Personal information
- Date of birth: 14 April 1996 (age 30)
- Place of birth: Koga, Shiga, Japan
- Height: 1.76 m (5 ft 9 in)
- Position: Midfielder

Team information
- Current team: Kyoto Sanga
- Number: 29

Youth career
- 2012–2014: Kyoto Sanga

Senior career*
- Years: Team / Apps / (Gls)
- 2015: Kyoto Sanga / 5 / (1)
- 2015–2021: Red Bull Salzburg / 30 / (9)
- 2015–2017: → FC Liefering (loan) / 64 / (8)
- 2017–2018: → Mattersburg (loan) / 27 / (5)
- 2018–2019: → Holstein Kiel (loan) / 19 / (5)
- 2021: → Arminia Bielefeld (loan) / 13 / (1)
- 2021–2023: Arminia Bielefeld / 63 / (13)
- 2023–2025: FC Augsburg / 2 / (0)
- 2024: → Hamburger SV (loan) / 8 / (0)
- 2024: FC Augsburg II / 8 / (1)
- 2025–: Kyoto Sanga / 47 / (8)

International career
- 2013: Japan U17
- 2013–2014: Japan U20 / 3 / (1)

= Masaya Okugawa =

Japanese footballer

Masaya Okugawa (奥川 雅也, Okugawa Masaya) is a Japanese professional footballer who plays as a midfielder for Kyoto Sanga.

==Club career==

===Kyoto Sanga===
Okugawa joined Kyoto Sanga's youth setup in 2009 from local youth side Ayano Boys Club. He progressed through the youth system of the Sanga and in September 2014, he signed a professional contract with them. He made his first team debut in the J2 League on 5 May 2015, in a 1–1 draw against Gifu, replacing Takumi Miyayoshi after 59 minutes.

===Red Bull Salzburg===
On 5 June 2015, Red Bull Salzburg announced the signing of Okugawa from Kyoto Sanga, for an undisclosed fee rumoured to be in the region of ¥100 million. He would be developed for the first team via FC Liefering.
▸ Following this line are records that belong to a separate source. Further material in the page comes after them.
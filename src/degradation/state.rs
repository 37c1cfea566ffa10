//! Initial tooth state table and the pitting growth curve.

use serde::Serialize;

/// Parameters of `a(n) = θ1·exp(θ2·n) + θ3`.
#[derive(Debug, Clone, Copy, Default, PartialEq, Serialize)]
pub struct CurveParams {
    pub theta1: f64,
    pub theta2: f64,
    pub theta3: f64,
}

impl CurveParams {
    pub fn new(theta1: f64, theta2: f64, theta3: f64) -> Self {
        Self { theta1, theta2, theta3 }
    }

    /// Pitting size at load cycle `n`.
    pub fn evaluate(&self, n: f64) -> f64 {
        self.theta1 * (self.theta2 * n).exp() + self.theta3
    }

    /// Load cycle at which the curve reaches `a`.
    ///
    /// `None` when the logarithm argument is not positive or the result is
    /// not finite.
    pub fn invert(&self, a: f64) -> Option<f64> {
        let arg = (a - self.theta3) / self.theta1;
        if !(arg > 0.0) {
            return None;
        }
        let n = arg.ln() / self.theta2;
        n.is_finite().then_some(n)
    }

    pub fn is_finite(&self) -> bool {
        self.theta1.is_finite() && self.theta2.is_finite() && self.theta3.is_finite()
    }

    /// Curve value at cycle zero is positive.
    pub fn is_valid_at_origin(&self) -> bool {
        self.theta1 + self.theta3 > 0.0
    }
}

/// One failing tooth: initiation and end-of-life points plus its curve.
#[derive(Debug, Clone, Copy, PartialEq, Serialize)]
pub struct ToothState0 {
    /// 1-based tooth number.
    pub tooth: u32,
    pub a0: f64,
    pub n0: f64,
    pub aeol: f64,
    pub neol: f64,
    pub curve: CurveParams,
}

impl ToothState0 {
    /// Initiation and end-of-life points are ordered and positive, and the
    /// curve is usable.
    pub fn is_valid(&self) -> bool {
        self.a0 > 0.0
            && self.n0 > 0.0
            && self.a0 < self.aeol
            && self.n0 < self.neol
            && self.curve.is_finite()
            && self.curve.is_valid_at_origin()
    }

    /// Load cycles between initiation and end of life.
    pub fn life_span(&self) -> f64 {
        self.neol - self.n0
    }

    /// Damage at load cycle zero; negative until initiation.
    pub fn initial_damage(&self) -> f64 {
        (0.0 - self.neol) / self.life_span() + 1.0
    }

    /// Pitting size for damage `d`; undefined before initiation.
    pub fn pitting_for_damage(&self, d: f64) -> Option<f64> {
        if d.is_nan() || d < 0.0 {
            return None;
        }
        let ref_nolc = d * self.life_span() + self.n0;
        Some(self.curve.evaluate(ref_nolc))
    }

    /// Move `n0` and `neol` onto the fitted curve.
    ///
    /// `None` if either point cannot be inverted.
    pub fn matched_to_curve(&self) -> Option<Self> {
        Some(Self {
            n0: self.curve.invert(self.a0)?,
            neol: self.curve.invert(self.aeol)?,
            ..*self
        })
    }
}
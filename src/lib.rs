//! Gearbox Twin: digital-twin simulator of a two-stage gearbox
//!
//! Synthetic vibration waveforms that evolve as gear teeth accumulate
//! fatigue damage over load cycles.
//!
//! ## Architecture
//!
//! - **Degradation Engine**: failing-tooth draw, growth curve fit, Palmgren-Miner damage
//! - **Vibration Engine**: tooth mesh pulse trains, bearing fault sines, pitting bursts
//! - **Gearbox Orchestrator**: load-cycle stepping state machine over both engines
//! - **Signal**: amplitude/scale models, carriers and sample grids shared by the engines

pub mod config;
pub mod degradation;
pub mod gearbox;
pub mod rng;
pub mod signal;
pub mod vibration;

#[cfg(test)]
pub(crate) mod test_support;

// Re-export configuration
pub use config::{ConfigError, GearboxConfig};

// Re-export the orchestrator surface
pub use gearbox::{
    GearboxError, GearboxOrchestrator, GearboxState, GearboxSummary, SimulationHistory,
};

// Re-export engine types
pub use degradation::{
    DegradationEngine, DegradationError, DegradationSnapshot, GearState, ToothCondition,
    ToothState0,
};
pub use signal::SignalError;
pub use vibration::{GearboxLoads, LoadCollective, VibrationComponent, VibrationEngine, VibrationRun};
// ============================================================================
// Degradation
// ============================================================================

#[derive(Debug, Clone, PartialEq, Serialize, Deserialize)]
pub struct DegradationConfig {
    /// Number of teeth that develop pitting; zero disables the model.
    pub failing_teeth: u32,
    pub chances: ChanceFactors,
    /// Initiation load cycle (input-shaft reference).
    pub n0: SampleDistribution,
    /// Initial pitting size (%).
    pub a0: SampleDistribution,
    /// End-of-life load cycle (input-shaft reference).
    pub neol: SampleDistribution,
    /// End-of-life pitting size (%).
    pub aeol: SampleDistribution,
    pub woehler: WoehlerConfig,
    pub grid: CurveFitGrid,
}

/// Weight multipliers for the failing-tooth draws.
#[derive(Debug, Clone, Copy, PartialEq, Serialize, Deserialize)]
pub struct ChanceFactors {
    /// Applied to teeth adjacent to an already drawn tooth.
    pub neighbouring: f64,
    /// Applied to teeth diametrically opposite an already drawn tooth.
    pub opposite: f64,
    /// Applied to the end-of-life position implied by the initiation order.
    pub keep_order: f64,
}

/// Woehler (S-N) curve parameters.
#[derive(Debug, Clone, Copy, PartialEq, Serialize, Deserialize)]
pub struct WoehlerConfig {
    /// Woehler exponent.
    pub k: f64,
    /// Reference load cycles (input-shaft reference). Not read by the damage
    /// model, which uses `neol - n0` of each tooth as its life span.
    pub n_ref: f64,
    /// Reference torque (Nm) at which the state distributions apply.
    pub torque_ref: f64,
}

/// Grid-search axes for `a(n) = θ1·exp(θ2·n) + θ3`, each `[start, stop, step]`.
#[derive(Debug, Clone, Copy, PartialEq, Serialize, Deserialize)]
pub struct CurveFitGrid {
    pub theta1: [f64; 3],
    pub theta2: [f64; 3],
    pub theta3: [f64; 3],
}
On 31 August 2018, it was announced that Okugawa would join Holstein Kiel on loan until the end of 2018–19 season.

On 3 November 2020, Okugawa scored his first UEFA Champions League goal in a 6–2 defeat against Bayern Munich in the 2020–21 season.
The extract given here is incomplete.